Ectopic calcification: new concepts in cellular regulation.

Abstract

Ectopic calcification is a common response to soft tissue injury and systemic mineral imbalance, and can lead to devastating clinical consequences when present in heart valves or blood vessels. It is hypothesized that mesenchymal and inflammatory cells normally maintain the balance between procalcific and anti-calcific regulatory proteins in soft tissues such that ectopic deposition of apatite is avoided. Alterations in this balance induced by injury or disease is postulated to induce ectopic apatite deposition.

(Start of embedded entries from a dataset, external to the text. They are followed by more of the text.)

//! Scope-graph export for diagnostics.
//!
//! [`NetworkGraph`] is a plain node/edge list built by
//! [`ContractorNetwork::graph`](crate::ContractorNetwork::graph). It has no
//! effect on propagation. [`NetworkGraph::to_dot`] renders it as Graphviz
//! text; writing the text anywhere is left to the caller.

use std::fmt;

use indexmap::IndexMap;
use tubenet_contractor::Flavor;
use tubenet_core::{ContractorId, DomainId, DomainKind};

/// Graphviz layout engine hint.
#[derive(Clone, Copy, Debug, Default, PartialEq, Eq, Hash)]
pub enum GraphLayout {
    /// Hierarchical layout.
    Dot,
    /// Force-directed placement.
    #[default]
    Fdp,
    /// Spring model.
    Neato,
    /// Circular layout.
    Circo,
}

impl GraphLayout {
    /// Graphviz engine name.
    pub fn as_str(self) -> &'static str {
        match self {
            Self::Dot => "dot",
            Self::Fdp => "fdp",
            Self::Neato => "neato",
            Self::Circo => "circo",
        }
    }
}

impl fmt::Display for GraphLayout {
    fn fmt(&self, f: &mut fmt::Formatter<'_>) -> fmt::Result {
        f.write_str(self.as_str())
    }
}

/// What a graph node stands for.
#[derive(Clone, Copy, Debug, PartialEq, Eq)]
pub enum NodeKind {
    /// A domain of the given kind.
    Domain(DomainId, DomainKind),
    /// A contractor registration of the given flavor.
    Contractor(ContractorId, Flavor),
}

impl NodeKind {
    /// Graphviz node identifier, unique within a network.
    pub fn key(&self) -> String {
        match self {
            Self::Domain(id, _) => id.to_string(),
            Self::Contractor(id, _) => id.to_string(),
        }
    }

    fn group(&self) -> &'static str {
        match self {
            Self::Domain(_, kind) => kind.label(),
            Self::Contractor(_, Flavor::Static) => "static",
            Self::Contractor(_, Flavor::Dynamic(_)) => "dynamic",
        }
    }
}

/// A domain or contractor with its diagnostic label.
#[derive(Clone, Debug, PartialEq)]
pub struct GraphNode {
    /// What the node stands for.
    pub kind: NodeKind,
    /// Display label: the assigned name, or a default derived from the ID.
    pub label: String,
}

/// A scope edge: `domain` is at `position` in the scope of `contractor`.
#[derive(Clone, Copy, Debug, PartialEq, Eq)]
pub struct GraphEdge {
    /// The contractor.
    pub contractor: ContractorId,
    /// The domain.
    pub domain: DomainId,
    /// Position of the domain in the contractor's scope.
    pub position: usize,
}

/// Node/edge snapshot of a network's scope graph.
#[derive(Clone, Debug, PartialEq)]
pub struct NetworkGraph {
    /// Layout hint used by [`to_dot`](Self::to_dot).
    pub layout: GraphLayout,
    /// Domains first, then contractors, each in creation order.
    pub nodes: Vec<GraphNode>,
    /// One edge per scope position.
    pub edges: Vec<GraphEdge>,
}

impl NetworkGraph {
    /// Nodes grouped by domain kind or contractor flavor, groups in order
    /// of first appearance.
    pub fn groups(&self) -> IndexMap<&'static str, Vec<&GraphNode>> {
        let mut groups: IndexMap<&'static str, Vec<&GraphNode>> = IndexMap::new();
        for node in &self.nodes {
            groups.entry(node.kind.group()).or_default().push(node);
        }
        groups
    }

    /// Render as an undirected Graphviz graph named `name`.
    ///
    /// Domains are drawn as boxes, contractors as ellipses; each group
    /// from [`groups`](Self::groups) becomes a cluster.
    pub fn to_dot(&self, name: &str) -> String {
        self.dot(name).to_string()
    }

    /// A [`Display`](fmt::Display) adapter producing the same text as
    /// [`to_dot`](Self::to_dot), for writing straight into a formatter.
    pub fn dot<'a>(&'a self, name: &'a str) -> Dot<'a> {
        Dot { graph: self, name }
    }
}

/// Graphviz rendering of a [`NetworkGraph`], returned by
/// [`NetworkGraph::dot`].
#[derive(Clone, Copy, Debug)]
pub struct Dot<'a> {
    graph: &'a NetworkGraph,
    name: &'a str,
}

impl fmt::Display for Dot<'_> {
    fn fmt(&self, out: &mut fmt::Formatter<'_>) -> fmt::Result {
        writeln!(out, "graph {} {{", quote(self.name))?;
        writeln!(out, "  layout={};", self.graph.layout)?;
        writeln!(out, "  overlap=false;")?;
        for (i, (group, nodes)) in self.graph.groups().iter().enumerate() {
            writeln!(out, "  subgraph cluster_{i} {{")?;
            writeln!(out, "    label={};", quote(group))?;
            for node in nodes {
                let shape = match node.kind {
                    NodeKind::Domain(..) => "box",
                    NodeKind::Contractor(..) => "ellipse",
                };
                writeln!(
                    out,
                    "    {} [label={}, shape={shape}];",
                    node.kind.key(),
                    quote(&node.label)
                )?;
            }
            writeln!(out, "  }}")?;
        }
        for e in &self.graph.edges {
            writeln!(
                out,
                "  {} -- {} [label=\"{}\"];",
                e.contractor, e.domain, e.position
            )?;
        }
        writeln!(out, "}}")
    }
}

fn quote(s: &str) -> String {
    let mut q = String::with_capacity(s.len() + 2);
    q.push('"');
    for c in s.chars() {
        match c {
            '"' | '\\' => {
                q.push('\\');
                q.push(c);
            }
            '\n' => q.push_str("\\n"),
            c => q.push(c),
        }
    }
    q.push('"');
    q
}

We have developed in vitro and in vivo models of ectopic calcification and found that: 1) elevated extracellular phosphate levels induce smooth muscle culture mineralization morphologically similar to that observed in calcified human valves and atherosclerotic plaques, 2) sodium-dependent phosphate cotransporter function is required for smooth muscle cell culture mineralization, 3) smooth muscle cell culture mineralization is associated with a dramatic loss of smooth muscle-specific gene expression and gain of osteoblast-like properties, including expression of osteoblast differentiation factor, Cbfa-1, and 4) osteopontin, a secreted phosphoprotein abundant in macrophages found in human calcified atherosclerotic and valvular lesions, is a potent inhibitor of ectopic calcification in vitro and in vivo. These studies suggest that both constitutively expressed (surveillance) and inducible (damage control) mineralization inhibitory molecules are produced by mesenchymal and inflammatory cells to control ectopic calcification.